An identical reprint of the entire listing below is expected.

----------

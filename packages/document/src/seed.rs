//! Seed sections a fresh builder surface opens on.

use crate::content::{
    CertificationEntry, EducationEntry, ExperienceEntry, ProjectEntry, SectionContent,
};
use crate::section::{Section, SectionKind};

/// Sample six-section document: personal, experience, education, skills,
/// projects, certifications — in that order.
pub fn seed_sections() -> Vec<Section> {
    vec![
        Section::new(
            SectionKind::Personal,
            "Personal Information",
            SectionContent::Personal {
                name: "John Doe".to_string(),
                email: "john.doe@email.com".to_string(),
                phone: "+1 (555) 123-4567".to_string(),
                location: "San Francisco, CA".to_string(),
                summary: "Experienced software engineer with 5+ years in full-stack development..."
                    .to_string(),
            },
        ),
        Section::new(
            SectionKind::Experience,
            "Work Experience",
            SectionContent::Experience {
                entries: vec![ExperienceEntry {
                    company: "Tech Corp".to_string(),
                    position: "Senior Software Engineer".to_string(),
                    duration: "2022 - Present".to_string(),
                    description:
                        "Led development of web applications using React and Node.js..."
                            .to_string(),
                }],
            },
        ),
        Section::new(
            SectionKind::Education,
            "Education",
            SectionContent::Education {
                entries: vec![EducationEntry {
                    institution: "University of Technology".to_string(),
                    degree: "Bachelor of Computer Science".to_string(),
                    duration: "2018 - 2022".to_string(),
                    gpa: "3.8/4.0".to_string(),
                }],
            },
        ),
        Section::new(
            SectionKind::Skills,
            "Skills",
            SectionContent::Skills {
                skills: vec![
                    "JavaScript".to_string(),
                    "React".to_string(),
                    "Node.js".to_string(),
                    "Python".to_string(),
                    "SQL".to_string(),
                    "AWS".to_string(),
                ],
            },
        ),
        Section::new(
            SectionKind::Projects,
            "Projects",
            SectionContent::Projects {
                entries: vec![ProjectEntry {
                    name: "E-commerce Platform".to_string(),
                    description:
                        "Built a full-stack e-commerce platform with React and Express..."
                            .to_string(),
                    technologies: vec![
                        "React".to_string(),
                        "Node.js".to_string(),
                        "MongoDB".to_string(),
                    ],
                }],
            },
        ),
        Section::new(
            SectionKind::Certifications,
            "Certifications",
            SectionContent::Certifications {
                entries: vec![CertificationEntry {
                    name: "AWS Solutions Architect".to_string(),
                    issuer: "Amazon Web Services".to_string(),
                    date: "2023".to_string(),
                }],
            },
        ),
    ]
}

#[cfg(test)]
mod tests {
    use super::*;
    use crate::registry::SectionRegistry;

    #[test]
    fn test_seed_has_six_sections_in_order() {
        let sections = seed_sections();
        let kinds: Vec<_> = sections.iter().map(|s| s.kind).collect();
        assert_eq!(
            kinds,
            vec![
                SectionKind::Personal,
                SectionKind::Experience,
                SectionKind::Education,
                SectionKind::Skills,
                SectionKind::Projects,
                SectionKind::Certifications,
            ]
        );
    }

    #[test]
    fn test_seed_content_satisfies_every_schema() {
        let registry = SectionRegistry::standard();
        for section in seed_sections() {
            let schema = registry.schema_for(section.kind).unwrap();
            schema.validate(&section.content).unwrap();
            assert_eq!(section.content.kind(), section.kind);
        }
    }

    #[test]
    fn test_seed_ids_are_unique() {
        let sections = seed_sections();
        for (i, a) in sections.iter().enumerate() {
            for b in &sections[i + 1..] {
                assert_ne!(a.id, b.id);
            }
        }
    }
}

----------

■ **EXPECTED OUTPUT**:
filename packages/document/src/seed.rs
//! Seed sections a fresh builder surface opens on.

use crate::content::{
    CertificationEntry, EducationEntry, ExperienceEntry, ProjectEntry, SectionContent,
};
use crate::section::{Section, SectionKind};

/// Sample six-section document: personal, experience, education, skills,
/// projects, certifications — in that order.
pub fn seed_sections() -> Vec<Section> {
    vec![
        Section::new(
            SectionKind::Personal,
            "Personal Information",
            SectionContent::Personal {
                name: "John Doe".to_string(),
                email: "john.doe@email.com".to_string(),
                phone: "+1 (555) 123-4567".to_string(),
                location: "San Francisco, CA".to_string(),
                summary: "Experienced software engineer with 5+ years in full-stack development..."
                    .to_string(),
            },
        ),
        Section::new(
            SectionKind::Experience,
            "Work Experience",
            SectionContent::Experience {
                entries: vec![ExperienceEntry {
                    company: "Tech Corp".to_string(),
                    position: "Senior Software Engineer".to_string(),
                    duration: "2022 - Present".to_string(),
                    description:
                        "Led development of web applications using React and Node.js..."
                            .to_string(),
                }],
            },
        ),
        Section::new(
            SectionKind::Education,
            "Education",
            SectionContent::Education {
                entries: vec![EducationEntry {
                    institution: "University of Technology".to_string(),
                    degree: "Bachelor of Computer Science".to_string(),
                    duration: "2018 - 2022".to_string(),
                    gpa: "3.8/4.0".to_string(),
                }],
            },
        ),
        Section::new(
            SectionKind::Skills,
            "Skills",
            SectionContent::Skills {
                skills: vec![
                    "JavaScript".to_string(),
                    "React".to_string(),
                    "Node.js".to_string(),
                    "Python".to_string(),
                    "SQL".to_string(),
                    "AWS".to_string(),
                ],
            },
        ),
        Section::new(
            SectionKind::Projects,
            "Projects",
            SectionContent::Projects {
                entries: vec![ProjectEntry {
                    name: "E-commerce Platform".to_string(),
                    description:
                        "Built a full-stack e-commerce platform with React and Express..."
                            .to_string(),
                    technologies: vec![
                        "React".to_string(),
                        "Node.js".to_string(),
                        "MongoDB".to_string(),
                    ],
                }],
            },
        ),
        Section::new(
            SectionKind::Certifications,
            "Certifications",
            SectionContent::Certifications {
                entries: vec![CertificationEntry {
                    name: "AWS Solutions Architect".to_string(),
                    issuer: "Amazon Web Services".to_string(),
                    date: "2023".to_string(),
                }],
            },
        ),
    ]
}

#[cfg(test)]
mod tests {
    use super::*;
    use crate::registry::SectionRegistry;

    #[test]
    fn test_seed_has_six_sections_in_order() {
        let sections = seed_sections();
        let kinds: Vec<_> = sections.iter().map(|s| s.kind).collect();
        assert_eq!(
            kinds,
            vec![
                SectionKind::Personal,
                SectionKind::Experience,
                SectionKind::Education,
                SectionKind::Skills,
                SectionKind::Projects,
                SectionKind::Certifications,
            ]
        );
    }

    #[test]
    fn test_seed_content_satisfies_every_schema() {
        let registry = SectionRegistry::standard();
        for section in seed_sections() {
            let schema = registry.schema_for(section.kind).unwrap();
            schema.validate(&section.content).unwrap();
            assert_eq!(section.content.kind(), section.kind);
        }
    }

    #[test]
    fn test_seed_ids_are_unique() {
        let sections = seed_sections();
        for (i, a) in sections.iter().enumerate() {
            for b in &sections[i + 1..] {
                assert_ne!(a.id, b.id);
            }
        }
    }
}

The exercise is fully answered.